The Skills Gap Is Widening, Not Closing

There is a well-documented shortage of skilled project professionals in the UK. The Association for Project Management has repeatedly highlighted this deficit, noting that demand for project professionals is expected to grow by 33% globally by 2027. In the UK specifically, sectors such as infrastructure, healthcare, defence, and technology are competing for a relatively shallow talent pool.

For HR directors, this creates a dual challenge. Externally, recruiting experienced project managers is expensive and competitive. Internally, many employees are already managing projects — often without formal training, recognised methodology, or any structured pathway into a project management career. They’re learning on the job, repeating avoidable mistakes, and burning out from the stress of managing complexity without the right frameworks.

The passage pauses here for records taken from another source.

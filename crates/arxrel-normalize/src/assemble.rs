//! Table assembly: runs filter → dates → registry → expanders → category
//! filter in dependency order and returns the five tables as one unit.

use chrono::NaiveDate;
use rustc_hash::FxHashSet;

use crate::category::CategoryFilter;
use crate::date::first_submission_date;
use crate::error::{PipelineError, RecordError};
use crate::expand::{explode, explode_with};
use crate::filter::AreaFilter;
use crate::gender::{GenderCache, GenderClassifier};
use crate::record::Record;
use crate::registry::AuthorRegistry;
use crate::stats::IssueLog;
use crate::taxonomy::{Category, Taxonomy};

/// One row of the Submission table
#[derive(Debug, Clone, PartialEq, Eq)]
pub struct SubmissionRow {
    pub arxiv_id: String,
    pub submission_date: NaiveDate,
    pub title: String,
    pub abstract_text: String,
    pub has_journal_ref: bool,
    pub comments: Option<String>,
}

/// Submission-Author join row (one per author position)
#[derive(Debug, Clone, PartialEq, Eq)]
pub struct SubmissionAuthor {
    pub arxiv_id: String,
    pub author_id: u64,
}

/// Submission-Category join row
#[derive(Debug, Clone, PartialEq, Eq)]
pub struct SubmissionCategory {
    pub arxiv_id: String,
    pub category_id: &'static str,
}

/// The five output tables of a run
#[derive(Debug)]
pub struct Tables {
    pub submissions: Vec<SubmissionRow>,
    pub taxonomy: &'static Taxonomy,
    pub authors: AuthorRegistry,
    pub submission_authors: Vec<SubmissionAuthor>,
    pub submission_categories: Vec<SubmissionCategory>,
}

impl Tables {
    /// Category table rows (the full static taxonomy).
    pub fn categories(&self) -> &'static [Category] {
        self.taxonomy.categories
    }

    /// Check every foreign key in the join tables resolves.
    pub fn check_integrity(&self) -> Result<(), PipelineError> {
        let ids: FxHashSet<&str> = self
            .submissions
            .iter()
            .map(|s| s.arxiv_id.as_str())
            .collect();

        for row in &self.submission_authors {
            if !ids.contains(row.arxiv_id.as_str()) {
                return Err(PipelineError::DanglingKey {
                    table: "submission_authors",
                    key: row.arxiv_id.clone(),
                });
            }
            if self.authors.get(row.author_id).is_none() {
                return Err(PipelineError::DanglingKey {
                    table: "submission_authors",
                    key: row.author_id.to_string(),
                });
            }
        }
        for row in &self.submission_categories {
            if !ids.contains(row.arxiv_id.as_str()) {
                return Err(PipelineError::DanglingKey {
                    table: "submission_categories",
                    key: row.arxiv_id.clone(),
                });
            }
            if !self.taxonomy.contains(row.category_id) {
                return Err(PipelineError::DanglingKey {
                    table: "submission_categories",
                    key: row.category_id.to_string(),
                });
            }
        }
        Ok(())
    }
}

/// Result of [`assemble`]: the tables plus bookkeeping for the summary
#[derive(Debug)]
pub struct Assembly {
    pub tables: Tables,
    /// Records outside the target area (not errors)
    pub area_excluded: usize,
    /// Distinct first-name tokens sent to the classifier
    pub classifier_calls: usize,
}

/// Collaborators and settings for one assembly
pub struct AssembleOptions<'a> {
    pub filter: &'a AreaFilter,
    pub taxonomy: &'static Taxonomy,
    pub classifier: &'a dyn GenderClassifier,
}

/// Build the five tables from validated records.
///
/// Per-record problems (bad or empty history, duplicate id) drop the record
/// from every table and go to `issues`. Unknown authors or categories abort.
pub fn assemble(
    records: Vec<Record>,
    opts: &AssembleOptions<'_>,
    issues: &mut IssueLog,
) -> Result<Assembly, PipelineError> {
    let mut area_excluded = 0usize;
    let mut seen: FxHashSet<String> = FxHashSet::default();
    let mut accepted: Vec<(Record, NaiveDate)> = Vec::with_capacity(records.len());

    for record in records {
        if !opts.filter.matches(&record.categories) {
            area_excluded += 1;
            continue;
        }
        let date = match first_submission_date(&record.versions) {
            Ok(date) => date,
            Err(e) => {
                issues.record(&record.id, &RecordError::from(e));
                continue;
            }
        };
        if !seen.insert(record.id.clone()) {
            issues.record(&record.id, &RecordError::DuplicateId);
            continue;
        }
        accepted.push((record, date));
    }
    drop(seen);
    log::info!("{} submissions accepted", accepted.len());

    // Registry must be complete before any author reference is resolved.
    let mut genders = GenderCache::new(opts.classifier);
    let authors = AuthorRegistry::build(
        accepted.iter().map(|(r, _)| r.authors.as_slice()),
        &mut genders,
    );
    log::info!(
        "{} distinct authors ({} first-name lookups)",
        authors.len(),
        genders.invocations()
    );

    let submission_authors = explode_with(
        accepted
            .iter()
            .map(|(r, _)| (r.id.as_str(), r.authors.iter())),
        |arxiv_id, name| {
            authors
                .id_of(name)
                .map(|author_id| SubmissionAuthor {
                    arxiv_id: arxiv_id.to_string(),
                    author_id,
                })
                .ok_or_else(|| PipelineError::UnknownAuthor {
                    arxiv_id: arxiv_id.to_string(),
                    surname: name.surname.clone(),
                    first_name: name.given.clone(),
                })
        },
    )?
    .into_iter()
    .map(|(_, row)| row)
    .collect();

    let raw_categories = explode(
        accepted
            .iter()
            .map(|(r, _)| (r.id.as_str(), r.categories.split_whitespace())),
    );
    let submission_categories = CategoryFilter::new(opts.filter, opts.taxonomy)
        .apply(raw_categories)?
        .into_iter()
        .map(|(arxiv_id, category_id)| SubmissionCategory {
            arxiv_id: arxiv_id.to_string(),
            category_id,
        })
        .collect();

    let submissions = accepted
        .into_iter()
        .map(|(record, submission_date)| SubmissionRow {
            has_journal_ref: record.has_journal_ref(),
            arxiv_id: record.id,
            submission_date,
            title: record.title,
            abstract_text: record.abstract_text,
            comments: record.comments,
        })
        .collect();

    let tables = Tables {
        submissions,
        taxonomy: opts.taxonomy,
        authors,
        submission_authors,
        submission_categories,
    };
    tables.check_integrity()?;

    Ok(Assembly {
        tables,
        area_excluded,
        classifier_calls: genders.invocations(),
    })
}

The irony is that many of these employees are motivated and capable. What they lack is not ambition but access to structured development. When organisations fail to provide that, the result is not just project failure — it’s attrition. LinkedIn’s 2024 Workplace Learning Report found that 94% of employees would stay longer at a company that invests in their development. For project-heavy organisations, that investment needs to include accredited, industry-recognised training.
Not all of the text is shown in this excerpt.